I have an HP N40L Microserver running FreeNAS 8.0.4. This is set up with an NFS share. It is one of two microservers I have to support my small VMware ESXi environment. The second one is set up for iSCSI and is where the datastores live.

The NFS box was always destined to be a backup repository for Veeam. However, we are encountering some issues. I have been working with Veeam tech support, and we are making some progress, but we seem to have hit a wall. We initially struggled to add the NFS share as a repository in Veeam, but once we added perl to the FreeNAS installation and changed the user to use bash instead of csh, that part worked alright.

However, when running a backup, a small Linux program needs to be run on the NFS server in order to create some temp files for the job, which are then removed when the job completes.
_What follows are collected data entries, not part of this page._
impl DataConnector {
    pub fn builder(
        name: impl Into<String>,
        execution_environment_name: impl Into<String>,
        backend: Box<dyn DataReferenceBackend>,
    ) -> DataConnectorBuilder {
        DataConnectorBuilder {
            name: name.into(),
            execution_environment_name: execution_environment_name.into(),
            backend,
            partitioners: BTreeMap::new(),
            default_partitioner_name: None,
            asset_partitioners: BTreeMap::new(),
            sorters: Vec::new(),
        }
    }

    pub fn name(&self) -> &str {
        &self.name
    }

    pub fn execution_environment_name(&self) -> &str {
        &self.execution_environment_name
    }

    pub fn class_name(&self) -> &'static str {
        self.backend.class_name()
    }

    pub fn default_partitioner_name(&self) -> Option<&str> {
        self.default_partitioner_name.as_deref()
    }

    pub fn partitioner_names(&self) -> Vec<&str> {
        self.partitioners.keys().map(String::as_str).collect()
    }

    /// Register a partitioner at runtime. Existing catalog entries are not
    /// re-partitioned until the next refresh.
    pub fn add_partitioner(
        &mut self,
        name: impl Into<String>,
        config: PartitionerConfig,
    ) -> Result<(), ConnectorError> {
        let name = name.into();
        let partitioner = config.build()?;
        debug!(
            "Adding {} '{}' to data connector '{}'",
            partitioner.class_name(),
            name,
            self.name
        );
        let replaces_default = self.default_partitioner_name.as_deref() == Some(name.as_str());
        let previous = self.partitioners.insert(name.clone(), partitioner);
        if replaces_default {
            if let Err(e) = self.validate_all_sorters() {
                match previous {
                    Some(previous) => self.partitioners.insert(name, previous),
                    None => self.partitioners.remove(&name),
                };
                return Err(e);
            }
        }
        Ok(())
    }

    pub fn set_default_partitioner(&mut self, name: &str) -> Result<(), ConnectorError> {
        if !self.partitioners.contains_key(name) {
            return Err(ConnectorError::Config(format!(
                "default partitioner '{}' is not registered on data connector '{}' (known: {:?})",
                name,
                self.name,
                self.partitioner_names()
            )));
        }
        let previous = self.default_partitioner_name.replace(name.to_string());
        if let Err(e) = self.validate_all_sorters() {
            self.default_partitioner_name = previous;
            return Err(e);
        }
        Ok(())
    }

    fn default_partitioner(&self) -> Option<&Arc<dyn Partitioner>> {
        self.default_partitioner_name
            .as_ref()
            .and_then(|name| self.partitioners.get(name))
    }

    /// Sorters must fit the partitioner every listing scope will use.
    fn validate_all_sorters(&self) -> Result<(), ConnectorError> {
        if self.sorters.is_empty() {
            return Ok(());
        }
        for scope in self.scopes() {
            match self.partitioner_for_scope(scope.as_deref()) {
                Ok(Some(partitioner)) => {
                    validate_sorters(&self.sorters, partitioner.group_names())?
                }
                Ok(None) => {
                    return Err(ConnectorError::Config(format!(
                        "data connector '{}' has sorters but no partitioner to take identifiers from",
                        self.name
                    )))
                }
                // No default chosen yet; refresh reports it.
                Err(_) => {}
            }
        }
        Ok(())
    }

    /// Partitioner that applies to one listing scope. `None` means every
    /// reference in the scope is unmatched.
    fn partitioner_for_scope(
        &self,
        scope: Option<&str>,
    ) -> Result<Option<Arc<dyn Partitioner>>, ConnectorError> {
        if let Some(partitioner) = scope.and_then(|asset| self.asset_partitioners.get(asset)) {
            return Ok(Some(Arc::clone(partitioner)));
        }
        if let Some(partitioner) = self.default_partitioner() {
            return Ok(Some(Arc::clone(partitioner)));
        }
        if self.partitioners.is_empty() {
            return Ok(None);
        }
        Err(ConnectorError::Config(format!(
            "data connector '{}' has partitioners {:?} but no default partitioner",
            self.name,
            self.partitioner_names()
        )))
    }

    fn scopes(&self) -> Vec<Option<String>> {
        let configured = self.backend.configured_asset_names();
        if configured.is_empty() {
            vec![None]
        } else {
            configured.into_iter().map(Some).collect()
        }
    }

    fn batch_definition_for(&self, scope: Option<&str>, partition: Partition) -> BatchDefinition {
        let data_asset_name = scope
            .map(str::to_string)
            .or(partition.data_asset_name)
            .unwrap_or_else(|| DEFAULT_ASSET_NAME.to_string());
        BatchDefinition::new(
            self.execution_environment_name.clone(),
            self.name.clone(),
            data_asset_name,
            partition.definition,
        )
    }

    /// Raw listing across every scope, bypassing the catalog.
    pub async fn get_data_reference_list(&self) -> Result<Vec<DataReference>, ConnectorError> {
        let mut references = Vec::new();
        for scope in self.scopes() {
            references.extend(self.backend.list_data_references(scope.as_deref()).await?);
        }
        Ok(references)
    }

    async fn build_catalog(&self) -> Result<Catalog, ConnectorError> {
        let mut entries = Vec::new();
        let mut seen: BTreeMap<BatchDefinition, DataReference> = BTreeMap::new();
        for scope in self.scopes() {
            let partitioner = self.partitioner_for_scope(scope.as_deref())?;
            let references = self.backend.list_data_references(scope.as_deref()).await?;
            for data_reference in references {
                let batch_definitions = match partitioner
                    .as_ref()
                    .and_then(|p| p.find_partition_for_reference(&data_reference))
                {
                    Some(partition) => {
                        let definition = self.batch_definition_for(scope.as_deref(), partition);
                        if let Some(first) = seen.get(&definition) {
                            return Err(ConnectorError::Config(format!(
                                "data connector '{}' partitions both '{}' and '{}' to {}",
                                self.name, first, data_reference, definition
                            )));
                        }
                        seen.insert(definition.clone(), data_reference.clone());
                        vec![definition]
                    }
                    None => {
                        debug!(
                            "Data connector '{}': reference '{}' is unmatched",
                            self.name, data_reference
                        );
                        Vec::new()
                    }
                };
                entries.push(CatalogEntry {
                    data_asset_scope: scope.clone(),
                    data_reference,
                    batch_definitions,
                });
            }
        }
        Ok(Catalog::new(entries))
    }

    /// Re-list every scope and swap in a freshly built catalog.
    pub async fn refresh_data_references_cache(&self) -> Result<(), ConnectorError> {
        let catalog = Arc::new(self.build_catalog().await?);
        let unmatched = catalog.unmatched_references().len();
        info!(
            "Refreshed data connector '{}': {} reference(s), {} matched, {} unmatched",
            self.name,
            catalog.reference_count(),
            catalog.reference_count() - unmatched,
            unmatched
        );
        *self.catalog.write() = Some(catalog);
        Ok(())
    }

    fn cached_catalog(&self) -> Option<Arc<Catalog>> {
        self.catalog.read().clone()
    }

    fn require_catalog(&self) -> Result<Arc<Catalog>, ConnectorError> {
        self.cached_catalog()
            .ok_or_else(|| ConnectorError::CacheNotPopulated(self.name.clone()))
    }

    async fn ensure_catalog(&self) -> Result<Arc<Catalog>, ConnectorError> {
        if let Some(catalog) = self.cached_catalog() {
            return Ok(catalog);
        }
        self.refresh_data_references_cache().await?;
        self.require_catalog()
    }

    pub fn is_cache_populated(&self) -> bool {
        self.catalog.read().is_some()
    }

    /// Number of references in the cached catalog, matched or not.
    pub fn get_data_reference_list_count(&self) -> Result<usize, ConnectorError> {
        Ok(self.require_catalog()?.reference_count())
    }

    /// References no partitioner accepted during the last refresh.
    pub fn get_unmatched_data_references(&self) -> Result<BTreeSet<DataReference>, ConnectorError> {
        Ok(self.require_catalog()?.unmatched_references())
    }

    /// Configured asset names, or the asset names found in the catalog when
    /// assets are inferred.
    pub async fn get_available_data_asset_names(&self) -> Result<Vec<String>, ConnectorError> {
        let configured = self.backend.configured_asset_names();
        if !configured.is_empty() {
            return Ok(configured);
        }
        let catalog = self.ensure_catalog().await?;
        Ok(catalog.asset_names().into_iter().collect())
    }

    fn validate_batch_request(&self, batch_request: &BatchRequest) -> Result<(), ConnectorError> {
        let Some(name) = batch_request.data_connector_name.as_deref() else {
            return Err(ConnectorError::AmbiguousRequest(
                "batch request must name a data connector".to_string(),
            ));
        };
        if name != self.name {
            return Err(ConnectorError::InvalidRequest(format!(
                "batch request names data connector '{}' but was sent to '{}'",
                name, self.name
            )));
        }
        if let Some(env) = batch_request.execution_environment_name.as_deref() {
            if env != self.execution_environment_name {
                return Err(ConnectorError::InvalidRequest(format!(
                    "batch request names execution environment '{}' but data connector '{}' belongs to '{}'",
                    env, self.name, self.execution_environment_name
                )));
            }
        }
        if batch_request.data_asset_name.is_none() {
            return Err(ConnectorError::AmbiguousRequest(format!(
                "batch request to data connector '{}' must name a data asset",
                self.name
            )));
        }
        Ok(())
    }

    /// Resolve a request to sorted batch definitions. Refreshes the catalog
    /// first if it has never been populated. An asset with no definitions
    /// yields an empty list.
    pub async fn get_batch_definition_list_from_batch_request(
        &self,
        batch_request: &BatchRequest,
    ) -> Result<Vec<BatchDefinition>, ConnectorError> {
        self.validate_batch_request(batch_request)?;
        let catalog = self.ensure_catalog().await?;

        let matching: Vec<(DataReference, BatchDefinition)> = catalog
            .batch_definitions()
            .filter(|(_, definition)| {
                batch_definition_matches_batch_request(definition, batch_request)
            })
            .map(|(reference, definition)| (reference.clone(), definition.clone()))
            .collect();

        let sorted: Vec<BatchDefinition> = sort_batch_definitions(&self.sorters, matching)?
            .into_iter()
            .map(|(_, definition)| definition)
            .collect();

        let selected = match &batch_request.partition_request {
            Some(partition_request) => partition_request.select(sorted),
            None => sorted,
        };
        debug!(
            "Data connector '{}' resolved {} batch definition(s)",
            self.name,
            selected.len()
        );
        Ok(selected)
    }

    /// Engine spec for a definition present in the cached catalog.
    pub fn build_batch_spec_from_batch_definition(
        &self,
        batch_definition: &BatchDefinition,
    ) -> Result<BatchSpec, ConnectorError> {
        let catalog = self.require_catalog()?;
        let data_reference = catalog.find_reference(batch_definition).ok_or_else(|| {
            ConnectorError::StaleCache(format!(
                "batch definition {} is not in the catalog of data connector '{}'",
                batch_definition, self.name
            ))
        })?;
        self.backend.build_batch_spec(data_reference, batch_definition)
    }

    /// Refresh the catalog and summarize what this connector can see. Only
    /// the first few assets are detailed.
    pub async fn self_check(&self) -> Result<SelfCheckReport, ConnectorError> {
        self.refresh_data_references_cache().await?;
        let catalog = self.require_catalog()?;
        let asset_names = self.get_available_data_asset_names().await?;

        let data_assets = asset_names
            .iter()
            .take(SELF_CHECK_EXAMPLE_COUNT)
            .map(|asset| {
                let references: Vec<&DataReference> = catalog
                    .batch_definitions_for_asset(asset)
                    .map(|(reference, _)| reference)
                    .collect();
                let report = AssetReport {
                    batch_definition_count: references.len(),
                    example_data_references: references
                        .iter()
                        .take(SELF_CHECK_EXAMPLE_COUNT)
                        .map(|r| r.to_string())
                        .collect(),
                };
                (asset.clone(), report)
            })
            .collect();

        let unmatched = catalog.unmatched_references();
        Ok(SelfCheckReport {
            class_name: self.class_name().to_string(),
            data_asset_count: asset_names.len(),
            example_data_asset_names: asset_names
                .iter()
                .take(SELF_CHECK_EXAMPLE_COUNT)
                .cloned()
                .collect(),
            data_assets,
            unmatched_data_reference_count: unmatched.len(),
            example_unmatched_data_references: unmatched
                .iter()
                .take(SELF_CHECK_EXAMPLE_COUNT)
                .map(|r| r.to_string())
                .collect(),
        })
    }
}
As you might gather from that last sentence, Veeam is geared up to talk to Linux NFS servers, not FreeBSD based ones. Anyway, after some research, it seems that if we can add the linux.ko and supporting files, then it might well work out OK. It looks like the easiest way to achieve this would be by using the portsnap utility. But portsnap does not appear to be included with FreeNAS 8.0.4. If I try to add the package (# pkg_add -v -r portsnap) it cannot be found. The package installer is looking in ftp://ftp.freebsd.org/pub/FreeBSD/ports/amd64/packages-8.2-release/Latest/, and it's right, there's no portsnap file in there.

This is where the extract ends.